=== Task brief ===
Copy each line that contains the string "FingerprintResponse", taking them from the material.

=== Supplied material ===
++++++++++++++++++++

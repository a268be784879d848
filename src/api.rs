use std::collections::HashMap;
use std::io::Write;
use std::path::Path;
use std::sync::Arc;

use actix_multipart::Multipart;
use actix_web::{web, App, Error, HttpResponse, HttpServer};
use chrono::Utc;
use futures::StreamExt;
use serde::Serialize;
use serde_json::json;
use tempfile::NamedTempFile;

use crate::engine::Fingerprinter;
use crate::error::EngineError;
use crate::models::{MatchCandidate, QueryStats, SongRecord};

#[derive(Serialize)]
struct HealthResponse {
    status: &'static str,
    timestamp: String,
}

#[derive(Serialize)]
struct SongsResponse {
    songs: Vec<SongRecord>,
    count: usize,
}

#[derive(Serialize)]
struct FingerprintStats {
    duration: f64,
    peaks_found: usize,
    hashes_generated: usize,
}

#[derive(Serialize)]
struct FingerprintResponse {
    success: bool,
    song_id: i64,
    message: String,
    stats: FingerprintStats,
}

#[derive(Serialize)]
struct MatchDetails {
    coherent_matches: usize,
    total_matches: usize,
    song_offset: f64,
}

#[derive(Serialize)]
struct MatchInfo {
    song_info: SongRecord,
    confidence: f64,
    coherent_matches: usize,
    total_matches: usize,
    song_offset: f64,
}

#[derive(Serialize)]
struct IdentifyResponse {
    success: bool,
    match_found: bool,
    #[serde(skip_serializing_if = "Option::is_none")]
    song: Option<SongRecord>,
    #[serde(skip_serializing_if = "Option::is_none")]
    confidence: Option<f64>,
    #[serde(skip_serializing_if = "Option::is_none")]
    match_details: Option<MatchDetails>,
    query_stats: QueryStats,
    all_matches: Vec<MatchInfo>,
    message: String,
}

#[derive(Serialize)]
struct DatabaseStats {
    total_songs: i64,
    total_fingerprints: i64,
    avg_fingerprints_per_song: f64,
}

#[derive(Serialize)]
struct StatsResponse {
    database_stats: DatabaseStats,
}

#[derive(Serialize)]
struct ResetResponse {
    success: bool,
    message: String,
}

/// One multipart upload, spooled to a temp file that keeps the original
/// extension so the decoder can gate on it.
struct UploadedAudio {
    file: NamedTempFile,
    filename: String,
    fields: HashMap<String, String>,
}

/// Drains a multipart payload: the `audio` part goes to a temp file, every
/// other part is collected as a text field.
async fn read_upload(mut payload: Multipart) -> Result<UploadedAudio, Error> {
    let mut audio: Option<(NamedTempFile, String)> = None;
    let mut fields = HashMap::new();

    while let Some(item) = payload.next().await {
        let mut field = item.map_err(actix_web::error::ErrorInternalServerError)?;

        let (name, filename) = match field.content_disposition() {
            Some(cd) => (
                cd.get_name().unwrap_or("").to_string(),
                cd.get_filename().map(str::to_string),
            ),
            None => (String::new(), None),
        };

        if name == "audio" {
            let filename = filename.ok_or(EngineError::InputMissing)?;
            let ext = Path::new(&filename)
                .extension()
                .and_then(|e| e.to_str())
                .unwrap_or("")
                .to_lowercase();
            let suffix = format!(".{}", ext);
            let mut builder = tempfile::Builder::new();
            if !ext.is_empty() {
                builder.suffix(&suffix);
            }
            let mut temp = builder
                .tempfile()
                .map_err(actix_web::error::ErrorInternalServerError)?;

            while let Some(chunk) = field.next().await {
                let data = chunk.map_err(actix_web::error::ErrorInternalServerError)?;
                temp.write_all(&data)
                    .map_err(actix_web::error::ErrorInternalServerError)?;
            }
            temp.flush()
                .map_err(actix_web::error::ErrorInternalServerError)?;
            audio = Some((temp, filename));
        } else {
            let mut data = Vec::new();
            while let Some(chunk) = field.next().await {
                let bytes = chunk.map_err(actix_web::error::ErrorInternalServerError)?;
                data.extend_from_slice(&bytes);
            }
            fields.insert(name, String::from_utf8_lossy(&data).into_owned());
        }
    }

    let (file, filename) = audio.ok_or(EngineError::InputMissing)?;
    Ok(UploadedAudio { file, filename, fields })
}

fn match_info(candidate: &MatchCandidate) -> MatchInfo {
    MatchInfo {
        song_info: candidate.song.clone(),
        confidence: candidate.confidence,
        coherent_matches: candidate.coherent_matches,
        total_matches: candidate.total_matches,
        song_offset: candidate.song_offset,
    }
}

async fn api_info() -> HttpResponse {
    HttpResponse::Ok().json(json!({
        "message": "Audio Fingerprinting API",
        "status": "running",
        "endpoints": {
            "GET /": "API information",
            "GET /health": "Health check",
            "GET /songs": "List all songs",
            "POST /fingerprint": "Add song to database (requires audio file)",
            "POST /identify": "Identify song from audio (requires audio file)",
            "GET /stats": "Database statistics",
            "POST /reset": "Reset database"
        },
        "usage": {
            "fingerprint": "Send POST with 'audio' file + optional 'title' and 'artist' form data",
            "identify": "Send POST with 'audio' file to identify"
        }
    }))
}

async fn api_health() -> HttpResponse {
    HttpResponse::Ok().json(HealthResponse {
        status: "healthy",
        timestamp: Utc::now().to_rfc3339(),
    })
}

async fn api_songs(engine: web::Data<Fingerprinter>) -> Result<HttpResponse, Error> {
    let songs = engine.store().list_songs()?;
    let count = songs.len();
    Ok(HttpResponse::Ok().json(SongsResponse { songs, count }))
}

async fn api_fingerprint(
    engine: web::Data<Fingerprinter>,
    payload: Multipart,
) -> Result<HttpResponse, Error> {
    let upload = read_upload(payload).await?;
    let title = upload.fields.get("title").cloned().unwrap_or_else(|| "Unknown".into());
    let artist = upload.fields.get("artist").cloned().unwrap_or_else(|| "Unknown".into());

    // The DSP stages are CPU-bound; keep them off the request executor.
    let engine = engine.into_inner();
    let (report, title, artist) = web::block(move || {
        let report =
            engine.enroll_file(upload.file.path(), &upload.filename, &title, &artist)?;
        Ok::<_, EngineError>((report, title, artist))
    })
    .await
    .map_err(actix_web::error::ErrorInternalServerError)??;

    Ok(HttpResponse::Ok().json(FingerprintResponse {
        success: true,
        song_id: report.song_id,
        message: format!("Successfully fingerprinted \"{}\" by {}", title, artist),
        stats: FingerprintStats {
            duration: report.duration,
            peaks_found: report.peaks_found,
            hashes_generated: report.hashes_generated,
        },
    }))
}

async fn api_identify(
    engine: web::Data<Fingerprinter>,
    payload: Multipart,
) -> Result<HttpResponse, Error> {
    let upload = read_upload(payload).await?;

    let engine = engine.into_inner();
    let result = web::block(move || engine.identify_file(upload.file.path()))
        .await
        .map_err(actix_web::error::ErrorInternalServerError)??;

    let query_stats = result.query_stats;
    if result.matches.is_empty() {
        return Ok(HttpResponse::Ok().json(IdentifyResponse {
            success: true,
            match_found: false,
            song: None,
            confidence: None,
            match_details: None,
            query_stats,
            all_matches: Vec::new(),
            message: "No matching song found".into(),
        }));
    }

    let top = &result.matches[0];
    Ok(HttpResponse::Ok().json(IdentifyResponse {
        success: true,
        match_found: true,
        song: Some(top.song.clone()),
        confidence: Some(top.confidence),
        match_details: Some(MatchDetails {
            coherent_matches: top.coherent_matches,
            total_matches: top.total_matches,
            song_offset: top.song_offset,
        }),
        query_stats,
        all_matches: result.matches.iter().map(match_info).collect(),
        message: format!(
            "Found matching song: {} by {}",
            top.song.title.as_deref().unwrap_or("Unknown"),
            top.song.artist.as_deref().unwrap_or("Unknown")
        ),
    }))
}

async fn api_stats(engine: web::Data<Fingerprinter>) -> Result<HttpResponse, Error> {
    let counts = engine.store().counts()?;
    Ok(HttpResponse::Ok().json(StatsResponse {
        database_stats: DatabaseStats {
            total_songs: counts.total_songs,
            total_fingerprints: counts.total_fingerprints,
            avg_fingerprints_per_song: counts.avg_fingerprints_per_song,
        },
    }))
}

async fn api_reset(engine: web::Data<Fingerprinter>) -> Result<HttpResponse, Error> {
    engine.store().reset()?;
    Ok(HttpResponse::Ok().json(ResetResponse {
        success: true,
        message: "Database reset successfully".into(),
    }))
}

async fn api_get_file(filename: web::Path<String>) -> Result<HttpResponse, Error> {
    // Uploads are served from the working directory only; no path segments.
    let name = filename.into_inner();
    let requested = Path::new(&name)
        .file_name()
        .and_then(|n| n.to_str())
        .map(str::to_string)
        .ok_or_else(|| EngineError::NotFound(name.clone()))?;

    let path = std::env::current_dir()
        .map_err(EngineError::Io)?
        .join(&requested);
    if !path.is_file() {
        return Err(EngineError::NotFound(requested).into());
    }

    let bytes = std::fs::read(&path).map_err(EngineError::Io)?;
    Ok(HttpResponse::Ok()
        .content_type("application/octet-stream")
        .body(bytes))
}

/// Route table, shared by the server and the handler tests.
pub fn configure(cfg: &mut web::ServiceConfig) {
    cfg.route("/", web::get().to(api_info))
        .route("/health", web::get().to(api_health))
        .route("/songs", web::get().to(api_songs))
        .route("/fingerprint", web::post().to(api_fingerprint))
        .route("/identify", web::post().to(api_identify))
        .route("/stats", web::get().to(api_stats))
        .route("/reset", web::post().to(api_reset))
        .route("/files/{filename}", web::get().to(api_get_file));
}

/// Configures and runs the web server until shutdown.
pub async fn start_server(
    engine: Arc<Fingerprinter>,
    host: &str,
    port: u16,
) -> std::io::Result<()> {
    HttpServer::new(move || {
        App::new()
            .app_data(web::Data::from(engine.clone()))
            .configure(configure)
    })
    .bind((host, port))?
    .run()
    .await
}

++++++++++++++++++++

=== Exercise output ===
struct FingerprintResponse {
    Ok(HttpResponse::Ok().json(FingerprintResponse {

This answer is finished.